Opposition denies army grabs Syria water spring

People queue as they fill containers with water in the government controlled al-Rabwah area, a suburb of Damascus, Syria January 10, 2017.


Syrian government forces entered the village of Ain al-Fija near Damascus on Saturday and took control from rebels of a spring and pumping station that supply most of the capital’s water, a military media unit run by Lebanese group Hezbollah said.

A monitoring group said the Syrian army had not yet entered the village, but was expected to under a deal reached with rebels who have been fighting to hold the area they have controlled for years.

The Wadi Barada valley where Ain al-Fija is located has become the most intense battlefront in the Syrian civil war and the disruption to water supplies has caused severe shortages in Damascus since the beginning of the year.

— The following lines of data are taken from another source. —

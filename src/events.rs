//! Result notifications.
//!
//! Every notification point offers two delivery modes:
//! - **fast**: callbacks run on the capture thread and borrow the live
//!   buffer. The borrow ends with the call, so a callback cannot retain it.
//! - **safe**: subscribers receive an owned deep copy over a bounded channel.
//!   Each notification makes at most one copy that no subscriber takes.
//!
//! Safe subscribers that fall behind miss frames instead of stalling capture.
//! Subscribers whose receiver was dropped are pruned on the next delivery.

use crossbeam_channel::{Receiver, Sender, TrySendError};
use image::DynamicImage;

/// Frames buffered per safe subscriber before new ones are dropped.
pub const SUBSCRIBER_CAPACITY: usize = 4;

/// Borrowed view of one stage's output, valid only during the callback.
pub struct StageOutput<'a> {
    pub chain: &'a str,
    pub stage: &'a str,
    pub image: &'a DynamicImage,
}

/// Owned copy of one stage's output.
#[derive(Clone, Debug)]
pub struct StageResult {
    pub chain: String,
    pub stage: String,
    pub image: DynamicImage,
}

/// Borrowed view of a completed cycle.
pub struct StreamOutput<'a> {
    pub stream: &'a str,
    pub result: &'a DynamicImage,
    pub input: &'a DynamicImage,
    pub fps: f32,
    pub frame_number: u64,
}

/// Owned copy of a completed cycle.
#[derive(Clone, Debug)]
pub struct StreamFrame {
    pub stream: String,
    pub result: DynamicImage,
    pub input: DynamicImage,
    pub fps: f32,
    pub frame_number: u64,
}

type StageCallback = Box<dyn Fn(&StageOutput<'_>) + Send>;
type StreamCallback = Box<dyn Fn(&StreamOutput<'_>) + Send>;

#[derive(Default)]
pub struct StageListeners {
    callbacks: Vec<StageCallback>,
    subscribers: Vec<Sender<StageResult>>,
}

impl StageListeners {
    pub fn on_output<F>(&mut self, callback: F)
    where
        F: Fn(&StageOutput<'_>) + Send + 'static,
    {
        self.callbacks.push(Box::new(callback));
    }

    pub fn subscribe(&mut self) -> Receiver<StageResult> {
        let (tx, rx) = crossbeam_channel::bounded(SUBSCRIBER_CAPACITY);
        self.subscribers.push(tx);
        rx
    }

    pub fn notify(&mut self, output: &StageOutput<'_>) {
        for callback in &self.callbacks {
            callback(output);
        }
        deliver(&mut self.subscribers, output.stage, || StageResult {
            chain: output.chain.to_string(),
            stage: output.stage.to_string(),
            image: output.image.clone(),
        });
    }
}

#[derive(Default)]
pub struct StreamListeners {
    callbacks: Vec<StreamCallback>,
    subscribers: Vec<Sender<StreamFrame>>,
}

impl StreamListeners {
    pub fn on_frame<F>(&mut self, callback: F)
    where
        F: Fn(&StreamOutput<'_>) + Send + 'static,
    {
        self.callbacks.push(Box::new(callback));
    }

    pub fn subscribe(&mut self) -> Receiver<StreamFrame> {
        let (tx, rx) = crossbeam_channel::bounded(SUBSCRIBER_CAPACITY);
        self.subscribers.push(tx);
        rx
    }

    pub fn notify(&mut self, output: &StreamOutput<'_>) {
        for callback in &self.callbacks {
            callback(output);
        }
        deliver(&mut self.subscribers, output.stream, || StreamFrame {
            stream: output.stream.to_string(),
            result: output.result.clone(),
            input: output.input.clone(),
            fps: output.fps,
            frame_number: output.frame_number,
        });
    }
}

fn deliver<T>(subscribers: &mut Vec<Sender<T>>, label: &str, make: impl Fn() -> T) {
    // A copy refused by one subscriber is offered to the next.
    let mut spare = None;
    subscribers.retain(|tx| match tx.try_send(spare.take().unwrap_or_else(&make)) {
        Ok(()) => true,
        Err(TrySendError::Full(item)) => {
            log::debug!("{}: subscriber is lagging, dropping result", label);
            spare = Some(item);
            true
        }
        Err(TrySendError::Disconnected(item)) => {
            spare = Some(item);
            false
        }
    });
}

#[cfg(test)]
mod tests {
    use super::*;
    use std::sync::atomic::{AtomicUsize, Ordering};
    use std::sync::Arc;

    #[test]
    fn fast_and_safe_delivery() {
        let mut listeners = StageListeners::default();
        let calls = Arc::new(AtomicUsize::new(0));
        let seen = Arc::clone(&calls);
        listeners.on_output(move |output| {
            assert_eq!(output.stage, "threshold");
            seen.fetch_add(1, Ordering::SeqCst);
        });
        let rx = listeners.subscribe();

        let image = DynamicImage::new_luma8(2, 2);
        listeners.notify(&StageOutput {
            chain: "main",
            stage: "threshold",
            image: &image,
        });

        assert_eq!(calls.load(Ordering::SeqCst), 1);
        let result = rx.try_recv().expect("owned copy delivered");
        assert_eq!(result.chain, "main");
        assert_eq!(result.image.width(), 2);
    }

    #[test]
    fn dropped_subscribers_are_pruned_and_full_ones_kept() {
        let mut listeners = StreamListeners::default();
        let kept = listeners.subscribe();
        drop(listeners.subscribe());

        let image = DynamicImage::new_luma8(1, 1);
        for frame_number in 0..(SUBSCRIBER_CAPACITY as u64 + 2) {
            listeners.notify(&StreamOutput {
                stream: "s",
                result: &image,
                input: &image,
                fps: 0.0,
                frame_number,
            });
        }

        assert_eq!(listeners.subscribers.len(), 1);
        assert_eq!(kept.len(), SUBSCRIBER_CAPACITY);
        let first = kept.try_recv().expect("buffered frame");
        assert_eq!(first.frame_number, 0);
    }

    #[test]
    fn lagging_subscriber_is_pruned_once_dropped() {
        let mut listeners = StageListeners::default();
        let lagging = listeners.subscribe();
        let image = DynamicImage::new_luma8(1, 1);
        let output = StageOutput {
            chain: "main",
            stage: "threshold",
            image: &image,
        };
        for _ in 0..SUBSCRIBER_CAPACITY {
            listeners.notify(&output);
        }
        assert_eq!(lagging.len(), SUBSCRIBER_CAPACITY);

        listeners.notify(&output);
        assert_eq!(listeners.subscribers.len(), 1);

        drop(lagging);
        listeners.notify(&output);
        assert!(listeners.subscribers.is_empty());
    }
}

“The Syrian army has entered Ain al-Fija … and raised the Syrian flag over the spring installation,” the Hezbollah media unit’s statement said. It said this was part of a deal reached with insurgents, who under the agreement would depart the area.

The Syrian Observatory for Human Rights monitoring group said a deal was expected to take effect which would see rebels leave with light weapons for the northwestern province of Idlib, an insurgent stronghold.

The army had not yet entered Ain al-Fija, or taken over the spring or pumping station, the British-based Observatory said.

Syrian government forces and their allies, which include Hezbollah, have advanced on the area in Wadi Barada in weeks of intense fighting, seeking to recapture the spring and pumping station.